Overview
The Exploitability Validation package provides a rigorous multi-stage pipeline for validating that vulnerability findings from static analysis are not just theoretical issues, but real, reachable, and potentially exploitable vulnerabilities.
Purpose
Validate findings through stages:
- Stage 0 (Inventory): Catalog code structure and entry points
- Stage A (One-Shot): Quick exploitability assessment
- Stage B (Process): Attack path validation
- Stage C (Sanity): False positive elimination
- Stage D (Ruling): Hypothesis validation
- Stage E (Feasibility): Binary exploit feasibility (memory corruption only)
Architecture
packages/exploitability_validation/
├── orchestrator.py # Pipeline orchestration
├── checklist_builder.py # Stage 0: Code inventory
├── agentic.py # Stage A: LLM-powered assessment
├── schemas.py # JSON validation schemas
└── tests/
Quick Start
Full Validation Pipeline
from packages.exploitability_validation import run_validation
# Run full pipeline
result = run_validation(
target_path="/path/to/code",
vuln_type="sql_injection",
findings_file=None # Will run static analysis first
)
print(f"Status: {result.state}")
print(f"Stages completed: {len(result.stage_results)}")
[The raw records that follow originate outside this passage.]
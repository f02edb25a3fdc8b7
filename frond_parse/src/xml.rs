// Copyright 2026 the Frond Authors
// SPDX-License-Identifier: Apache-2.0 OR MIT

//! A minimal, non-validating XML pull scanner.
//!
//! Only what vector artwork documents need: start/empty/end tags with
//! attributes. Text content, comments, processing instructions, and doctype
//! declarations are skipped. Well-formedness is not checked; the caller
//! decides how much structure to demand.

use crate::ParseError;

/// One markup event.
#[derive(Clone, Debug, PartialEq, Eq)]
pub(crate) enum Event {
    /// `<name attr="value">`
    Start {
        /// Tag name.
        name: String,
        /// Attributes, in document order.
        attributes: Vec<(String, String)>,
    },
    /// `<name attr="value"/>`
    Empty {
        /// Tag name.
        name: String,
        /// Attributes, in document order.
        attributes: Vec<(String, String)>,
    },
    /// `</name>`
    End {
        /// Tag name.
        name: String,
    },
}

/// Pull scanner over a markup string.
#[derive(Debug)]
pub(crate) struct Scanner<'a> {
    input: &'a str,
    pos: usize,
}

impl<'a> Scanner<'a> {
    pub(crate) fn new(input: &'a str) -> Self {
        Self { input, pos: 0 }
    }

    /// Advance to the next tag event, or `None` at end of input.
    pub(crate) fn next_event(&mut self) -> Result<Option<Event>, ParseError> {
        loop {
            let Some(open) = self.input[self.pos..].find('<') else {
                self.pos = self.input.len();
                return Ok(None);
            };
            self.pos += open;
            let rest = &self.input[self.pos..];

            if let Some(skipped) = skip_non_tag(rest) {
                self.pos += skipped;
                continue;
            }

            if let Some(end_rest) = rest.strip_prefix("</") {
                let close = end_rest
                    .find('>')
                    .ok_or(self.error("unterminated end tag"))?;
                let name = end_rest[..close].trim().to_string();
                self.pos += 2 + close + 1;
                return Ok(Some(Event::End { name }));
            }

            return self.tag().map(Some);
        }
    }

    /// Parse a start or empty tag beginning at `self.pos` (which points at
    /// the `<`).
    fn tag(&mut self) -> Result<Event, ParseError> {
        let start = self.pos;
        self.pos += 1;

        let name_start = self.pos;
        while let Some(c) = self.peek() {
            if c.is_whitespace() || c == '>' || c == '/' {
                break;
            }
            self.pos += c.len_utf8();
        }
        let name = self.input[name_start..self.pos].to_string();
        if name.is_empty() {
            self.pos = start;
            return Err(self.error("empty tag name"));
        }

        let mut attributes = Vec::new();
        loop {
            self.skip_whitespace();
            match self.peek() {
                Some('>') => {
                    self.pos += 1;
                    return Ok(Event::Start { name, attributes });
                }
                Some('/') => {
                    self.pos += 1;
                    if self.peek() == Some('>') {
                        self.pos += 1;
                        return Ok(Event::Empty { name, attributes });
                    }
                    return Err(self.error("expected `>` after `/`"));
                }
                Some(_) => attributes.push(self.attribute()?),
                None => return Err(self.error("unterminated tag")),
            }
        }
    }

    fn attribute(&mut self) -> Result<(String, String), ParseError> {
        let name_start = self.pos;
        while let Some(c) = self.peek() {
            if c.is_whitespace() || c == '=' || c == '>' || c == '/' {
                break;
            }
            self.pos += c.len_utf8();
        }
        let name = self.input[name_start..self.pos].to_string();
        if name.is_empty() {
            return Err(self.error("empty attribute name"));
        }

        self.skip_whitespace();
        if self.peek() != Some('=') {
            return Err(self.error("expected `=` after attribute name"));
        }
        self.pos += 1;
        self.skip_whitespace();

        let quote = match self.peek() {
            Some(q @ ('"' | '\'')) => q,
            _ => return Err(self.error("expected quoted attribute value")),
        };
        self.pos += 1;
        let value_start = self.pos;
        let close = self.input[self.pos..]
            .find(quote)
            .ok_or(self.error("unterminated attribute value"))?;
        self.pos += close + 1;
        let value = decode_entities(&self.input[value_start..value_start + close]);

        Ok((name, value))
    }

    fn peek(&self) -> Option<char> {
        self.input[self.pos..].chars().next()
    }

    fn skip_whitespace(&mut self) {
        while let Some(c) = self.peek() {
            if !c.is_whitespace() {
                break;
            }
            self.pos += c.len_utf8();
        }
    }

    fn error(&self, message: &'static str) -> ParseError {
        ParseError::Markup {
            offset: self.pos,
            message,
        }
    }
}

/// If `rest` (starting with `<`) is a comment, processing instruction, or
/// declaration, return how many bytes to skip past it.
fn skip_non_tag(rest: &str) -> Option<usize> {
    if rest.starts_with("<!--") {
        let len = rest.find("-->").map_or(rest.len(), |i| i + 3);
        return Some(len);
    }
    if rest.starts_with("<?") {
        let len = rest.find("?>").map_or(rest.len(), |i| i + 2);
        return Some(len);
    }
    if rest.starts_with("<!") {
        let len = rest.find('>').map_or(rest.len(), |i| i + 1);
        return Some(len);
    }
    None
}

/// Decode the five predefined XML entities.
fn decode_entities(raw: &str) -> String {
    if !raw.contains('&') {
        return raw.to_string();
    }
    raw.replace("&lt;", "<")
        .replace("&gt;", ">")
        .replace("&quot;", "\"")
        .replace("&apos;", "'")
        .replace("&amp;", "&")
}

#[cfg(test)]
mod tests {
    use super::*;

    fn events(input: &str) -> Vec<Event> {
        let mut scanner = Scanner::new(input);
        let mut out = Vec::new();
        while let Some(event) = scanner.next_event().unwrap() {
            out.push(event);
        }
        out
    }

    #[test]
    fn scans_nested_tags() {
        let got = events(r#"<?xml version="1.0"?><svg width="1"><g></g><path d="M0 0"/></svg>"#);
        assert_eq!(
            got,
            vec![
                Event::Start {
                    name: "svg".into(),
                    attributes: vec![("width".into(), "1".into())],
                },
                Event::Start {
                    name: "g".into(),
                    attributes: vec![],
                },
                Event::End { name: "g".into() },
                Event::Empty {
                    name: "path".into(),
                    attributes: vec![("d".into(), "M0 0".into())],
                },
                Event::End { name: "svg".into() },
            ]
        );
    }

    #[test]
    fn skips_comments_and_doctype() {
        let got = events("<!DOCTYPE svg><!-- a <tag> inside --><svg/>");
        assert_eq!(
            got,
            vec![Event::Empty {
                name: "svg".into(),
                attributes: vec![],
            }]
        );
    }

    #[test]
    fn decodes_attribute_entities() {
        let got = events(r#"<path d="M0 0" title="a &amp; b"/>"#);
        let Event::Empty { attributes, .. } = &got[0] else {
            panic!("empty tag expected");
        };
        assert_eq!(attributes[1].1, "a & b");
    }

    #[test]
    fn unterminated_attribute_is_an_error() {
        let mut scanner = Scanner::new(r#"<svg width="1>"#);
        assert!(scanner.next_event().is_err());
    }
}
With Pre-Existing Findings
# Skip scanning, validate existing findings
result = run_validation(
target_path="/path/to/code",
vuln_type="command_injection",
findings_file="out/scan/combined.sarif"
)
Build Inventory Only (Stage 0)
from packages.exploitability_validation import build_checklist
# Create code inventory
checklist = build_checklist(
target_path="/path/to/code",
output_dir="out/validation"
)
print(f"Files: {len(checklist['files'])}")
print(f"Functions: {len(checklist['functions'])}")
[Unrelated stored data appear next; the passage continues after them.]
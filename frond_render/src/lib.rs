// Copyright 2026 the Frond Authors
// SPDX-License-Identifier: Apache-2.0 OR MIT

//! Path command interpretation and CPU rasterization for vector artwork.
//!
//! This crate turns a normalized document tree into pixels:
//!
//! - [`interpret`] replays a path's relative command sequence against a
//!   pen-tracking [`kurbo::BezPath`] builder, handling curve-reflection
//!   state for smooth variants and arc-flag mapping.
//! - [`paint_style`] maps a path's paint attributes onto the backend's
//!   stroke, color, and fill-rule representation.
//! - [`resolve`] reconciles a document's viewport with its declared display
//!   size and the user's scale factor.
//! - [`render`] orchestrates the whole pipeline over a
//!   [`vello_cpu::RenderContext`] and hands back the finished pixmap.
//!
//! Everything runs synchronously on the calling thread; the render context
//! is owned exclusively for the duration of one render.

mod interpret;
mod pipeline;
mod style;
mod viewport;

pub use interpret::interpret;
pub use pipeline::{RenderOptions, render};
pub use style::{PaintStyle, fill_rule, paint_style};
pub use viewport::{Resolution, resolve};

use frond_graphic::AttributeError;
use thiserror::Error;

/// Failures that end a render with no output.
///
/// Every variant is a deterministic function of the input document, so none
/// of them are retried; they surface to the caller with enough context to
/// form a user-facing diagnostic.
#[derive(Error, Debug)]
pub enum RenderError {
    /// A required dimension or viewport attribute is missing or malformed.
    #[error("{document} document: {source}")]
    Dimension {
        /// Which document variant was being resolved.
        document: &'static str,
        /// The underlying attribute failure.
        #[source]
        source: AttributeError,
    },
    /// A smooth curve command appeared with no preceding curve to reflect.
    ///
    /// Substituting a default control point here would silently mask
    /// malformed input, so the render is aborted instead.
    #[error("path `{path}`: smooth curve with no preceding curve to reflect")]
    DanglingSmoothCurve {
        /// Identifier of the offending path, or `<unnamed>`.
        path: String,
    },
    /// The resolved output surface is empty or larger than the backend
    /// supports.
    #[error("output surface {width}x{height} is not renderable")]
    Surface {
        /// Resolved width in pixels.
        width: i64,
        /// Resolved height in pixels.
        height: i64,
    },
}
print(f"Entry points: {len(checklist['entry_points'])}")
Python API
ValidationOrchestrator
Main pipeline orchestrator.
from packages.exploitability_validation import (
ValidationOrchestrator,
PipelineConfig
)
# Configure pipeline
config = PipelineConfig(
target_path="/path/to/code",
workdir=".out/validation-20260304",
vuln_type="sql_injection",
findings_file=None,
skip_feasibility=False,
max_retries=3,
validate_schemas=True
)
# Run pipeline
orchestrator = ValidationOrchestrator(config)
state = orchestrator.run()
# Check results
for stage, result in state.stage_results.items():
print(f"{stage.name}: {result.status}")
if result.errors:
print(f" Errors: {result.errors}")
Stage Execution
from packages.exploitability_validation import Stage
# Run specific stage
orchestrator = ValidationOrchestrator(config)
result = orchestrator._execute_stage(Stage.ONESHOT)
if result.status == StageStatus.COMPLETED:
print(f"Stage completed in {result.duration_seconds:.1f}s")
print(f"Output files: {result.output_files}")
Agentic Validation (Stage A)
from packages.exploitability_validation import run_validation_phase
# Run one-shot LLM-powered validation
result = run_validation_phase(
stage="A",
workdir=".out/validation",
target_path="/path/to/code",
vuln_type="sql_injection"
)
print(f"Findings validated: {len(result['findings'])}")
for finding in result['findings']:
print(f" {finding['id']}: {finding['status']}")
Core Classes
ValidationOrchestrator
Orchestrates multi-stage validation.
class ValidationOrchestrator:
def __init__(self, config: PipelineConfig)
def run(self) -> PipelineState
def _execute_stage(
self,
stage: Stage
) -> StageResult
def _attempt_recovery(
self,
stage: Stage,
result: StageResult
) -> bool
PipelineConfig
Pipeline configuration.
Working directory for outputs
Vulnerability type to validate (e.g., “sql_injection”)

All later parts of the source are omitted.